(Items listed in a dataset)
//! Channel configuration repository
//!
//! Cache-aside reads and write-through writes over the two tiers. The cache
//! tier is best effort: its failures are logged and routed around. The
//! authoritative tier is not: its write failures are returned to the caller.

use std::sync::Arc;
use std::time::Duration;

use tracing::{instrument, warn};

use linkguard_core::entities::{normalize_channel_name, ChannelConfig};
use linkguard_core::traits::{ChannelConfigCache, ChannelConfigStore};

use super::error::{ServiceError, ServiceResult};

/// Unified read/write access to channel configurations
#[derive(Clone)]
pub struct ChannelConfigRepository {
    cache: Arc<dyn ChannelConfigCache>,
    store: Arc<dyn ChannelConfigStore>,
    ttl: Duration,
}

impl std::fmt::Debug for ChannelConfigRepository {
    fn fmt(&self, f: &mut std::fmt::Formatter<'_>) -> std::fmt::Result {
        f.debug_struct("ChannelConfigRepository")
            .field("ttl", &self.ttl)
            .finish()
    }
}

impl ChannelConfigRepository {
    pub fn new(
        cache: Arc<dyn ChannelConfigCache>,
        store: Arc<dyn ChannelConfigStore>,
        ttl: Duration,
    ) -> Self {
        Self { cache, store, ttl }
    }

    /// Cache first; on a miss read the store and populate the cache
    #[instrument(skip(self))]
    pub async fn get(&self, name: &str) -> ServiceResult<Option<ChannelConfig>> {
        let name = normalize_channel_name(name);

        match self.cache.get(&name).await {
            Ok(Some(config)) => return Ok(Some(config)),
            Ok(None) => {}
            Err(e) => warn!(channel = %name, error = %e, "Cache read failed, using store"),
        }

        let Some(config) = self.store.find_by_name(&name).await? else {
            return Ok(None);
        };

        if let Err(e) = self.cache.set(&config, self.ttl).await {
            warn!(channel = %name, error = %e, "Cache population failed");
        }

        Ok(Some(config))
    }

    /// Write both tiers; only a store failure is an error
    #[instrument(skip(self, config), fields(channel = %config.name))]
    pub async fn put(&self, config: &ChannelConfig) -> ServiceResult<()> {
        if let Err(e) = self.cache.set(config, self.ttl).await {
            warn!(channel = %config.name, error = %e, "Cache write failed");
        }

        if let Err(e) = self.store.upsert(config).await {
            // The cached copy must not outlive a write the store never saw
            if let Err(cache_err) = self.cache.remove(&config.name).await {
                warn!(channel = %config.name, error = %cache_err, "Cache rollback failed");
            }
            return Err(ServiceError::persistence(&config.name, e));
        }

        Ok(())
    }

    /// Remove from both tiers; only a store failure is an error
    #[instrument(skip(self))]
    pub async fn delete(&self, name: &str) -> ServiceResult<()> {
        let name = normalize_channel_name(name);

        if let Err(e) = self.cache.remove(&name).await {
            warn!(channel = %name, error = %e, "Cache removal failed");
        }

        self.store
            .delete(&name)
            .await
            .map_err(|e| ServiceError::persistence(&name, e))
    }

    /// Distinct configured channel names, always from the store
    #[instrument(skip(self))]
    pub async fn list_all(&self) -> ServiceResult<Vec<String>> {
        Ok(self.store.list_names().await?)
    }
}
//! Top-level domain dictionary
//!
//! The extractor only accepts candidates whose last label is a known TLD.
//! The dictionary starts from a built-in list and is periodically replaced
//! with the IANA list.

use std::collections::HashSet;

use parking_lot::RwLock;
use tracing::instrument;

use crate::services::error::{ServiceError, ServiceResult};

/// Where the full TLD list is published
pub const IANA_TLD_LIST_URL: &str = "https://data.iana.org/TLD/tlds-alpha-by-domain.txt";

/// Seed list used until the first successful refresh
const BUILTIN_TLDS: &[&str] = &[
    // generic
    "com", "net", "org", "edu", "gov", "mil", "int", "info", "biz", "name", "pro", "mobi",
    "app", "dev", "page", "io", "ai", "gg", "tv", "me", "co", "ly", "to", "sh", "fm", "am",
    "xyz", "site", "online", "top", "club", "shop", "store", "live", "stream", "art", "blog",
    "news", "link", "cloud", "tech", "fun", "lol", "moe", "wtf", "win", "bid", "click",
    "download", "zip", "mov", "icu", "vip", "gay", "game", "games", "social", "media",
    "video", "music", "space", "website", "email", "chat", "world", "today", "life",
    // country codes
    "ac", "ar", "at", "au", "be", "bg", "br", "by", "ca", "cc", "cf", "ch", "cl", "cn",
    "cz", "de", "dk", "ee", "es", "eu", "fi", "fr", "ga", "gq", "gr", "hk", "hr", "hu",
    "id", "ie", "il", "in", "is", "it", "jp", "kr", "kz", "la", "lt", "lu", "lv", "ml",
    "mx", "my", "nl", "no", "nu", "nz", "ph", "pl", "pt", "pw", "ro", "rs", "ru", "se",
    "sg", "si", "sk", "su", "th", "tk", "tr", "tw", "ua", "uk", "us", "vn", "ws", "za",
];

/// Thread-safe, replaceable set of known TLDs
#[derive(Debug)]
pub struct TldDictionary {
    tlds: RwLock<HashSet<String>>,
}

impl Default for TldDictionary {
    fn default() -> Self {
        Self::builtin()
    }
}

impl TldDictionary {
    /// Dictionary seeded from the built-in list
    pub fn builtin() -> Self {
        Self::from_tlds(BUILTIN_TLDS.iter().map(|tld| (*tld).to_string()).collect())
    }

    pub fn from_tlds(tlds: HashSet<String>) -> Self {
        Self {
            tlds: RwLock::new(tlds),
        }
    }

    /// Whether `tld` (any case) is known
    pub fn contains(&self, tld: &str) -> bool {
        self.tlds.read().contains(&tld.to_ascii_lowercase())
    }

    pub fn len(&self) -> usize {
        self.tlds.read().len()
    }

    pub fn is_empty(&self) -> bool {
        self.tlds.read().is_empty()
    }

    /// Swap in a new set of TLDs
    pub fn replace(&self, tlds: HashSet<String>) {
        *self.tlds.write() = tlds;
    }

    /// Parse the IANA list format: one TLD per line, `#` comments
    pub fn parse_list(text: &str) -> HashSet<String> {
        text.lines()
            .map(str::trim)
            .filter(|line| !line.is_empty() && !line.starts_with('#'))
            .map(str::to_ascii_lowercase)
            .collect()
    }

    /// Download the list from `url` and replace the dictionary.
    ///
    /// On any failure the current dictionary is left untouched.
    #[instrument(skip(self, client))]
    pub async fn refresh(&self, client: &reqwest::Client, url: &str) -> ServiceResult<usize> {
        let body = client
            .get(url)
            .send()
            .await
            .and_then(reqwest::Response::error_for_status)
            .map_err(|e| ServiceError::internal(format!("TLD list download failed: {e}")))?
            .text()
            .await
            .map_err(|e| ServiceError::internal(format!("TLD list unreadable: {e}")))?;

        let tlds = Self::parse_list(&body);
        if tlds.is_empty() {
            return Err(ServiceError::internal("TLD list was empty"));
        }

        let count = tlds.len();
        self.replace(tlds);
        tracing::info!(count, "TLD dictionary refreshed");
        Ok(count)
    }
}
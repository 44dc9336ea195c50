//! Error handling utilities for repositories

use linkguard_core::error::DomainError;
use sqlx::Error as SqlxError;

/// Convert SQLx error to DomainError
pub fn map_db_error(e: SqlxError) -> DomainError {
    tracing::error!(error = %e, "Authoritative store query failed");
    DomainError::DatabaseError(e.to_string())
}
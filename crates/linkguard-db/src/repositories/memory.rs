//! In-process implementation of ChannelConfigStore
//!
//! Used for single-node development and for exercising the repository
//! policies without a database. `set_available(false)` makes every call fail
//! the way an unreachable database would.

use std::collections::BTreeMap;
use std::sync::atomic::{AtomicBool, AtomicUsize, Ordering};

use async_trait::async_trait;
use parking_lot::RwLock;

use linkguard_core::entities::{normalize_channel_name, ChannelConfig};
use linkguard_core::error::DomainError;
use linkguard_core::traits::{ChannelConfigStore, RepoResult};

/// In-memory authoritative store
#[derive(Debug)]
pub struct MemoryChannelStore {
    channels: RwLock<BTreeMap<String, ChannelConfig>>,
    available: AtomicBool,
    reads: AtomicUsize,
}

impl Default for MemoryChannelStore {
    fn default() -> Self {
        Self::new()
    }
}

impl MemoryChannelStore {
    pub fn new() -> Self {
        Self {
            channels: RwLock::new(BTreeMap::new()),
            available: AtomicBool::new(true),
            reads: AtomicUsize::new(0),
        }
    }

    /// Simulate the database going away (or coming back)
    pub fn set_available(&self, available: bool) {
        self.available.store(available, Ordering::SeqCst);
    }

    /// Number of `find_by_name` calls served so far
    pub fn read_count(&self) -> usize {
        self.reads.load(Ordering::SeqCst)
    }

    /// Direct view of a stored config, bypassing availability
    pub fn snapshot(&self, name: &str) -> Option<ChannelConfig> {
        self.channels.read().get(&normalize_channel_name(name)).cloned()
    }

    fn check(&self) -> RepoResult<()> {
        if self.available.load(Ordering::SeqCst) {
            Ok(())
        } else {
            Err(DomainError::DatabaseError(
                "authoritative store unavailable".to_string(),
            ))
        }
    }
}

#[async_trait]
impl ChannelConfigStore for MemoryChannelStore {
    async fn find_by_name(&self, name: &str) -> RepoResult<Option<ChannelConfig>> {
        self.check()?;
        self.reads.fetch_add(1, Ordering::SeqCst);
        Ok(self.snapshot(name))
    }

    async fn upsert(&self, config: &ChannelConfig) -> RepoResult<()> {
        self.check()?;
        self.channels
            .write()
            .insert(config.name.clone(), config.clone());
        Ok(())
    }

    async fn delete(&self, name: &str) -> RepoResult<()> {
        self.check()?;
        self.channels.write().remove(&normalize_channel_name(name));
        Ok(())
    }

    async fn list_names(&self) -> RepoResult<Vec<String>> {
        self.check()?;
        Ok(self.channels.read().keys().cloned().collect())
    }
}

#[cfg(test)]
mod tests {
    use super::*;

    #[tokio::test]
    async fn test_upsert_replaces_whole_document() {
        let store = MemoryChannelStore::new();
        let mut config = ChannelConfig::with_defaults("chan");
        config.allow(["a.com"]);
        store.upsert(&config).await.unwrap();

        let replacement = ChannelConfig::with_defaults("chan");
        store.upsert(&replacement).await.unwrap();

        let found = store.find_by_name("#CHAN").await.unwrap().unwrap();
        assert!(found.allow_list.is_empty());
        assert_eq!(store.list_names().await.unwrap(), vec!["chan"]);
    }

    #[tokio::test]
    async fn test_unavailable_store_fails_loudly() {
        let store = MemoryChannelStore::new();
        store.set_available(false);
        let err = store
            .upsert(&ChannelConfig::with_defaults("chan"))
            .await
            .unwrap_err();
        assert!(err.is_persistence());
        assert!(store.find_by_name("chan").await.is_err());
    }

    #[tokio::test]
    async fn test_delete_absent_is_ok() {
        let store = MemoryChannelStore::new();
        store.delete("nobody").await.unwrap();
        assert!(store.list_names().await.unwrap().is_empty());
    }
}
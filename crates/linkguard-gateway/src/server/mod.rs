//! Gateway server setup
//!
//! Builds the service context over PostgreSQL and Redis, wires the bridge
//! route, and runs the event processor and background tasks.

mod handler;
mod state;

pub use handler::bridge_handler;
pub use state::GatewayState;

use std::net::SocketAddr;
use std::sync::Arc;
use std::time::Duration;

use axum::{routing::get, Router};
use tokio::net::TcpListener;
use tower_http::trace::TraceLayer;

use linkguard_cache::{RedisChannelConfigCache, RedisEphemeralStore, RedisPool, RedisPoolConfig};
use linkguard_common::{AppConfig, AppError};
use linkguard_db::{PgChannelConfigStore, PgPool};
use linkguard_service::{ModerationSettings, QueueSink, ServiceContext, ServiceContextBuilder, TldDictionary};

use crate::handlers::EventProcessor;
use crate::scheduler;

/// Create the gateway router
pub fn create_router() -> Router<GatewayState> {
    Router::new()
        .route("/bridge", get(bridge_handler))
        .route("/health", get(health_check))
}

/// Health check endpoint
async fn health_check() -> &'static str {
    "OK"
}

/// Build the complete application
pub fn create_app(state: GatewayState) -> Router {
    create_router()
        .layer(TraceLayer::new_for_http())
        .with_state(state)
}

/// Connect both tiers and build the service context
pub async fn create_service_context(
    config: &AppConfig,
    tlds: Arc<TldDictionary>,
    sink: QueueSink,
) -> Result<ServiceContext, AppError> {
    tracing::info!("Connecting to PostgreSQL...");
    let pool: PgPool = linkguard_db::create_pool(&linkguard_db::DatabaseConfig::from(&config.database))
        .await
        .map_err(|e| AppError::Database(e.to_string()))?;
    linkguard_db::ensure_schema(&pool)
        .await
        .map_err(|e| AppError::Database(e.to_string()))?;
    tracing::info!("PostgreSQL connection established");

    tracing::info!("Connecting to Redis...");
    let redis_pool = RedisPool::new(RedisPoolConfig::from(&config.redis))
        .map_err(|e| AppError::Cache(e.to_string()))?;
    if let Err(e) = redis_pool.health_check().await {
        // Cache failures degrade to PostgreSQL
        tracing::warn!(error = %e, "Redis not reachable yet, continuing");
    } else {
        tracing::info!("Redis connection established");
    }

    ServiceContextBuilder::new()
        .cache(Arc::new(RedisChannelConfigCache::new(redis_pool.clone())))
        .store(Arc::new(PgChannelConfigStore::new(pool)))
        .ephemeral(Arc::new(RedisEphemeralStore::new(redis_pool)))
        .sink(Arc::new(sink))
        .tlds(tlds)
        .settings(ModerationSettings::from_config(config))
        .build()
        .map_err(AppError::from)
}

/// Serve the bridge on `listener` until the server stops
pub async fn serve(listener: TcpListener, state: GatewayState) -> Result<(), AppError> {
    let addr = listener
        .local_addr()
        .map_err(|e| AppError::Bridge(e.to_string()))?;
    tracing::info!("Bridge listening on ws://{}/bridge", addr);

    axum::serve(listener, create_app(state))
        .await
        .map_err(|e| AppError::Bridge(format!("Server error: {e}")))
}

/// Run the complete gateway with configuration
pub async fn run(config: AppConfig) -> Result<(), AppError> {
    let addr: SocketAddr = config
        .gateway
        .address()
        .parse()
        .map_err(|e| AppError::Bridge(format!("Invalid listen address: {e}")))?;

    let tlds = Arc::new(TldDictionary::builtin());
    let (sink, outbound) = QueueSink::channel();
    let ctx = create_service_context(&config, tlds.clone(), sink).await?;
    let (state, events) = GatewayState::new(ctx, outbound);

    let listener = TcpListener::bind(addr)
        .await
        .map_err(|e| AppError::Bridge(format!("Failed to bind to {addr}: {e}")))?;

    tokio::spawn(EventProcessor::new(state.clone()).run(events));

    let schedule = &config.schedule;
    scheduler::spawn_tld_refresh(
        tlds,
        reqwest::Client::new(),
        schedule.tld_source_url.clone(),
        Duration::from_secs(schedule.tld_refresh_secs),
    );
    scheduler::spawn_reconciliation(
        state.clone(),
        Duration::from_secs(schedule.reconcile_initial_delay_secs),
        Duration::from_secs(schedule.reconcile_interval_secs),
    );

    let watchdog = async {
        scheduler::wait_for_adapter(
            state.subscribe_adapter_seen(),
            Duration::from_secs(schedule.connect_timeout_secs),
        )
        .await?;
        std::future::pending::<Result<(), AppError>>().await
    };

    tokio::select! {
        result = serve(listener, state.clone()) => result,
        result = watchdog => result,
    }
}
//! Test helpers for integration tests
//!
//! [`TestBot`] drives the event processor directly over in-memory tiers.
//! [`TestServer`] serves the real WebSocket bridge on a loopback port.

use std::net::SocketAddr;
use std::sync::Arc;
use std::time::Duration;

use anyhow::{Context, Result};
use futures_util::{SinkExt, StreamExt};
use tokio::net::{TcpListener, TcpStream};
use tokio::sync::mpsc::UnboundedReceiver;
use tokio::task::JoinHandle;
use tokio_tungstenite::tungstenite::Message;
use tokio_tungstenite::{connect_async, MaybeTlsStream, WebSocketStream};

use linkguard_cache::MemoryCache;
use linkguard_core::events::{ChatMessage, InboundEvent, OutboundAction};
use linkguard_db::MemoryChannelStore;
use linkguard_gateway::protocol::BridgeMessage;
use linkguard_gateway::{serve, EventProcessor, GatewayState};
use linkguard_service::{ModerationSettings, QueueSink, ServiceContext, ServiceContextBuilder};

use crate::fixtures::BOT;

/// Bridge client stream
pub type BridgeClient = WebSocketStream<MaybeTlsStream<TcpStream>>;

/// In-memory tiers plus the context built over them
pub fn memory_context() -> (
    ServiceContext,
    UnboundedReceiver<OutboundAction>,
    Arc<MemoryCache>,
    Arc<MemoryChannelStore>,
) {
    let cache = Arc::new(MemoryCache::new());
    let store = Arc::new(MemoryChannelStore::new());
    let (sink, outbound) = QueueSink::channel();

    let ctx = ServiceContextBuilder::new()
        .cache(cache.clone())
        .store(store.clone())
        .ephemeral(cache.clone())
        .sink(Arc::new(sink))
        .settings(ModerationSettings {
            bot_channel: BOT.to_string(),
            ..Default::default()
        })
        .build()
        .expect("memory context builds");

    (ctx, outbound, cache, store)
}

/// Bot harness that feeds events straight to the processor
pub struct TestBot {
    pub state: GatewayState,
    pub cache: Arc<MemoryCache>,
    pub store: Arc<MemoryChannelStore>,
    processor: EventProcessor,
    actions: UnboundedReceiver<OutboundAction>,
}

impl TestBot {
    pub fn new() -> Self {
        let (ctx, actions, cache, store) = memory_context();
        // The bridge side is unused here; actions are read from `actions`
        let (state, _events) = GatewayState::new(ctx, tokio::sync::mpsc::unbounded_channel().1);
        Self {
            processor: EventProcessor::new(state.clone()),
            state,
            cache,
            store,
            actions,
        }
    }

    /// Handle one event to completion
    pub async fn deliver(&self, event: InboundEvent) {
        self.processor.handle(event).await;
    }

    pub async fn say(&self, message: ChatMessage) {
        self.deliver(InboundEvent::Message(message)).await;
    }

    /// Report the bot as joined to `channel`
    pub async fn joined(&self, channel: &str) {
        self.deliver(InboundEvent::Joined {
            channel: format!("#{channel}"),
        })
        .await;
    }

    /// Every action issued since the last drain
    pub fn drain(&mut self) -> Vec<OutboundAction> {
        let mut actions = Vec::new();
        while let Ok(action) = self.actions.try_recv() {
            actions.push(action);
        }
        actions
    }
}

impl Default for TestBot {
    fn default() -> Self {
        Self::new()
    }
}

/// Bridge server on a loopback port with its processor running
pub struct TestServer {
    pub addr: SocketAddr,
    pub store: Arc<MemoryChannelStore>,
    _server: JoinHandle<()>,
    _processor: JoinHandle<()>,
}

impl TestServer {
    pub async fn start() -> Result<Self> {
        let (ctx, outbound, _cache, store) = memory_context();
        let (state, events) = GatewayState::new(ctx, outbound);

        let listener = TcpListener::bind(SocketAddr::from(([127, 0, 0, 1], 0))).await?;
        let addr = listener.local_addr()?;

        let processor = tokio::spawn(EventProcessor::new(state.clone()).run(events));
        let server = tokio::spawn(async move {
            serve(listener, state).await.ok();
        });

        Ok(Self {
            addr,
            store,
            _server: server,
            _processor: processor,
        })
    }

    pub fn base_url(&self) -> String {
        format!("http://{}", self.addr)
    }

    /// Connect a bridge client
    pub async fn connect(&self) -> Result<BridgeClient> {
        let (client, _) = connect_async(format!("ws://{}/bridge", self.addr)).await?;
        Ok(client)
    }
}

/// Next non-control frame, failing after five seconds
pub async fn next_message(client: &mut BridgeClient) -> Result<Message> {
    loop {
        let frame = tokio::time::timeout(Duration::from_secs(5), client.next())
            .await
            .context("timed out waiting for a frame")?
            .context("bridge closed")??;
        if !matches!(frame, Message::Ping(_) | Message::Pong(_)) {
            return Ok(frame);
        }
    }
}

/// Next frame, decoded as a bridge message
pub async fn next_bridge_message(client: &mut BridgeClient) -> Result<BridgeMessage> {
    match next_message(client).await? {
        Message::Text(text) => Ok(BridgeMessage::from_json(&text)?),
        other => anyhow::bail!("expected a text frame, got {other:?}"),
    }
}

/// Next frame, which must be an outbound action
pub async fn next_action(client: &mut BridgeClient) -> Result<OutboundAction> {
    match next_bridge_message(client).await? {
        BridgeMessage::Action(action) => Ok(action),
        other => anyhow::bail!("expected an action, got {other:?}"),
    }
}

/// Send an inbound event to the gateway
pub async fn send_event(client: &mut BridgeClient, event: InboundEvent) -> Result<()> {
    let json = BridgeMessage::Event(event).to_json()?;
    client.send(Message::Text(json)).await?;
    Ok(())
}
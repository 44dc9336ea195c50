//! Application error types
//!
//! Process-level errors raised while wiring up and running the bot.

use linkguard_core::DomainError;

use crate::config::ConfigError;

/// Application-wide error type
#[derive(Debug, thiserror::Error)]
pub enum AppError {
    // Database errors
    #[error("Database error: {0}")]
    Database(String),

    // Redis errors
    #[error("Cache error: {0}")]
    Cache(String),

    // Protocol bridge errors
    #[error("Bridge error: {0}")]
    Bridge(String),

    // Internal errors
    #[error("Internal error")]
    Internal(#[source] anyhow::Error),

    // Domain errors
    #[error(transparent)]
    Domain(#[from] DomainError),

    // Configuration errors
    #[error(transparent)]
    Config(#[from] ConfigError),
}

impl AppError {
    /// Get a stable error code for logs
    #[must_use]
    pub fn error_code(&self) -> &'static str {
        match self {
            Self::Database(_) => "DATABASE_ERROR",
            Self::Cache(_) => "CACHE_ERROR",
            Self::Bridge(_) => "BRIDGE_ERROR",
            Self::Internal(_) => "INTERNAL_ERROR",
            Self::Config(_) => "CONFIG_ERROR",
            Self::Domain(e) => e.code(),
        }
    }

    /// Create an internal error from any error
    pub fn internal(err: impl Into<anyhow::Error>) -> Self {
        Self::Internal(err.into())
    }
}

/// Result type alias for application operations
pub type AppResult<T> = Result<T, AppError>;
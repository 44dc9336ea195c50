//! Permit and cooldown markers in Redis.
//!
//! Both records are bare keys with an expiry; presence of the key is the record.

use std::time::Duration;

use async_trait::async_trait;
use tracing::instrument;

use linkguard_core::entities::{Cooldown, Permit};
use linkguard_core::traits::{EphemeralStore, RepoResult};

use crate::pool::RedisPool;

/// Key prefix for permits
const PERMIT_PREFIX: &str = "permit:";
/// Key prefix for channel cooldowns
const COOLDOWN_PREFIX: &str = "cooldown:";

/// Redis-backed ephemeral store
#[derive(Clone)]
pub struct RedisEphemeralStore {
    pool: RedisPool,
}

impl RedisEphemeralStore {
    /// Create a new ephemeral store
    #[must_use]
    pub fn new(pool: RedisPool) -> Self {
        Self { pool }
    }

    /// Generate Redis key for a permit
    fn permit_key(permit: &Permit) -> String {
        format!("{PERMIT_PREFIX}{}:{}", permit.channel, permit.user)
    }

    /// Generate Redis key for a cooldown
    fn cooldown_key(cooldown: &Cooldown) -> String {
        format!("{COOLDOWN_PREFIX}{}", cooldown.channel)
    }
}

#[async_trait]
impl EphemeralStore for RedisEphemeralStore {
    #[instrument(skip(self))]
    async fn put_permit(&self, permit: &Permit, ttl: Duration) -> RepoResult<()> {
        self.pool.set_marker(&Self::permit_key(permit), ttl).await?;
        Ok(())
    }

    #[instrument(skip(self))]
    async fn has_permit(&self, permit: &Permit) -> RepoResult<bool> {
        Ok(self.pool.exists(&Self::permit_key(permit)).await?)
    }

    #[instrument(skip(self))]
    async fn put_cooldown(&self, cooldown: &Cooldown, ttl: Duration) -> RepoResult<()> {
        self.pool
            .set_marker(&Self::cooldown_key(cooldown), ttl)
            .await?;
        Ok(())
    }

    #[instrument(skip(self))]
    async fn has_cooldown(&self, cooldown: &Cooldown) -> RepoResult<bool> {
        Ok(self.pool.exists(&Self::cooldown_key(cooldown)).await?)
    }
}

**Action item**:
Retype the entries exactly from the first line, stopping after the line with "Write both tiers;".

**Solution to this task**:
//! Channel configuration repository
//!
//! Cache-aside reads and write-through writes over the two tiers. The cache
//! tier is best effort: its failures are logged and routed around. The
//! authoritative tier is not: its write failures are returned to the caller.

use std::sync::Arc;
use std::time::Duration;

use tracing::{instrument, warn};

use linkguard_core::entities::{normalize_channel_name, ChannelConfig};
use linkguard_core::traits::{ChannelConfigCache, ChannelConfigStore};

use super::error::{ServiceError, ServiceResult};

/// Unified read/write access to channel configurations
#[derive(Clone)]
pub struct ChannelConfigRepository {
    cache: Arc<dyn ChannelConfigCache>,
    store: Arc<dyn ChannelConfigStore>,
    ttl: Duration,
}

impl std::fmt::Debug for ChannelConfigRepository {
    fn fmt(&self, f: &mut std::fmt::Formatter<'_>) -> std::fmt::Result {
        f.debug_struct("ChannelConfigRepository")
            .field("ttl", &self.ttl)
            .finish()
    }
}

impl ChannelConfigRepository {
    pub fn new(
        cache: Arc<dyn ChannelConfigCache>,
        store: Arc<dyn ChannelConfigStore>,
        ttl: Duration,
    ) -> Self {
        Self { cache, store, ttl }
    }

    /// Cache first; on a miss read the store and populate the cache
    #[instrument(skip(self))]
    pub async fn get(&self, name: &str) -> ServiceResult<Option<ChannelConfig>> {
        let name = normalize_channel_name(name);

        match self.cache.get(&name).await {
            Ok(Some(config)) => return Ok(Some(config)),
            Ok(None) => {}
            Err(e) => warn!(channel = %name, error = %e, "Cache read failed, using store"),
        }

        let Some(config) = self.store.find_by_name(&name).await? else {
            return Ok(None);
        };

        if let Err(e) = self.cache.set(&config, self.ttl).await {
            warn!(channel = %name, error = %e, "Cache population failed");
        }

        Ok(Some(config))
    }

    /// Write both tiers; only a store failure is an error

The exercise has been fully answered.